In the material below, the required lines run from the one containing "env_logger::init();" through the one containing "use crate::config::AppConfig;". Copy those lines exactly, ends included, and nothing else.

§

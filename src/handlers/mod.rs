pub mod recipe_handlers;

use actix_web::{HttpResponse, web};

/// Register every route. Used by main and by the HTTP tests.
pub fn configure(cfg: &mut web::ServiceConfig) {
    cfg.route("/", web::get().to(|| async {
        HttpResponse::SeeOther()
            .insert_header(("Location", "/recipes/add"))
            .finish()
    }))
    .route(recipe_handlers::ADD_FORM_PATH, web::get().to(recipe_handlers::add_form))
    .route("/recipes/add/steps.json", web::get().to(recipe_handlers::steps_json))
    // Default 404 handler (must be registered last)
    .default_service(web::to(not_found));
}

pub async fn not_found() -> HttpResponse {
    let html = include_str!("../../templates/errors/404.html");
    HttpResponse::NotFound()
        .content_type("text/html; charset=utf-8")
        .body(html)
}
use actix_web::{App, HttpServer, middleware, web};

use vkusnosam::config::AppConfig;
use vkusnosam::handlers;

#[actix_web::main]
async fn main() -> std::io::Result<()> {
    // Load .env before the logger so RUST_LOG from the file applies
    if let Err(e) = dotenvy::dotenv() {
        if !e.not_found() {
            eprintln!("Failed to read .env: {e}");
        }
    }
    env_logger::init();

    let config = AppConfig::from_env();
    let bind_addr = config.bind_addr.clone();
    log::info!(
        "Step labels: {}, preview limit: {} steps",
        config.labels.code(),
        config.max_preview_steps
    );
    log::info!("Starting server at http://{bind_addr}");

    let config = web::Data::new(config);
    HttpServer::new(move || {
        App::new()
            .wrap(middleware::Logger::default())
            .app_data(config.clone())
            .configure(handlers::configure)
    })
    .bind(bind_addr)?
    .run()
    .await
}
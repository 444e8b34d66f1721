use actix_web::{HttpResponse, web};

use crate::config::AppConfig;
use crate::dom::{Document, DomError, NodeId, html};
use crate::errors::{AppError, render};
use crate::expander::StepFormExpander;
use crate::recipe_form::{self, RecipeFormOptions, RecipePage};
use crate::templates_structs::{PageContext, RecipeAddTemplate, StepsPreviewResponse, StepsQuery};

pub const ADD_FORM_PATH: &str = "/recipes/add";

/// Requested step count, checked against the configured limit.
fn requested_steps(config: &AppConfig, query: &StepsQuery) -> Result<u32, AppError> {
    let steps = query.steps.unwrap_or(1);
    if steps == 0 || steps > config.max_preview_steps {
        return Err(AppError::BadRequest(format!(
            "steps must be between 1 and {}",
            config.max_preview_steps
        )));
    }
    Ok(steps)
}

/// Build the recipe page and click "add step" until it shows `steps` groups.
fn expanded_page(
    config: &AppConfig,
    steps: u32,
) -> Result<(RecipePage, StepFormExpander), AppError> {
    let options = RecipeFormOptions { labels: config.labels, ..Default::default() };
    let mut page = RecipePage::build(&options)?;
    let mut expander = page.expander()?;
    recipe_form::expand_to(&mut page.doc, &mut expander, steps)?;
    Ok((page, expander))
}

pub async fn add_form(
    config: web::Data<AppConfig>,
    query: web::Query<StepsQuery>,
) -> Result<HttpResponse, AppError> {
    let steps = requested_steps(&config, &query)?;
    let (mut page, expander) = expanded_page(&config, steps)?;

    let step_count = expander.counter().value();
    submit_for_next_step(
        &mut page.doc,
        expander.control(),
        step_count + 1,
        config.max_preview_steps,
    )?;

    let form_html = html::render(&page.doc, page.form)?;
    let tmpl = RecipeAddTemplate {
        ctx: PageContext::build(&config),
        form_html,
        step_count,
    };
    render(tmpl)
}

/// The served page carries no script, so the add-step control submits
/// itself: a GET back to this route asking for `next` steps. Past the
/// preview limit the control is disabled instead.
fn submit_for_next_step(
    doc: &mut Document,
    control: NodeId,
    next: u32,
    max_steps: u32,
) -> Result<(), DomError> {
    if next > max_steps {
        return doc.set_attribute(control, "disabled", "disabled");
    }
    doc.set_attribute(control, "type", "submit")?;
    doc.set_attribute(control, "name", "steps")?;
    doc.set_attribute(control, "value", &next.to_string())?;
    doc.set_attribute(control, "formaction", ADD_FORM_PATH)?;
    doc.set_attribute(control, "formmethod", "get")?;
    doc.set_attribute(control, "formnovalidate", "formnovalidate")
}

pub async fn steps_json(
    config: web::Data<AppConfig>,
    query: web::Query<StepsQuery>,
) -> Result<HttpResponse, AppError> {
    let steps = requested_steps(&config, &query)?;
    let (page, expander) = expanded_page(&config, steps)?;
    let preview = steps_preview(&page.doc, &expander)?;

    let body = serde_json::to_string(&preview)?;
    Ok(HttpResponse::Ok()
        .content_type("application/json")
        .body(body))
}

fn steps_preview(doc: &Document, expander: &StepFormExpander) -> Result<StepsPreviewResponse, AppError> {
    Ok(StepsPreviewResponse {
        counter: expander.counter().value(),
        label: doc.text_content(expander.label())?,
        control_label: doc.text_content(expander.control())?,
        groups: recipe_form::snapshot_groups(doc, expander.container())?,
    })
}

§

Exercise answer:
    env_logger::init();

    let config = AppConfig::from_env();
    let bind_addr = config.bind_addr.clone();
    log::info!(
        "Step labels: {}, preview limit: {} steps",
        config.labels.code(),
        config.max_preview_steps
    );
    log::info!("Starting server at http://{bind_addr}");

    let config = web::Data::new(config);
    HttpServer::new(move || {
        App::new()
            .wrap(middleware::Logger::default())
            .app_data(config.clone())
            .configure(handlers::configure)
    })
    .bind(bind_addr)?
    .run()
    .await
}
repository 444e8b34d66f1721
use actix_web::{HttpResponse, web};

use crate::config::AppConfig;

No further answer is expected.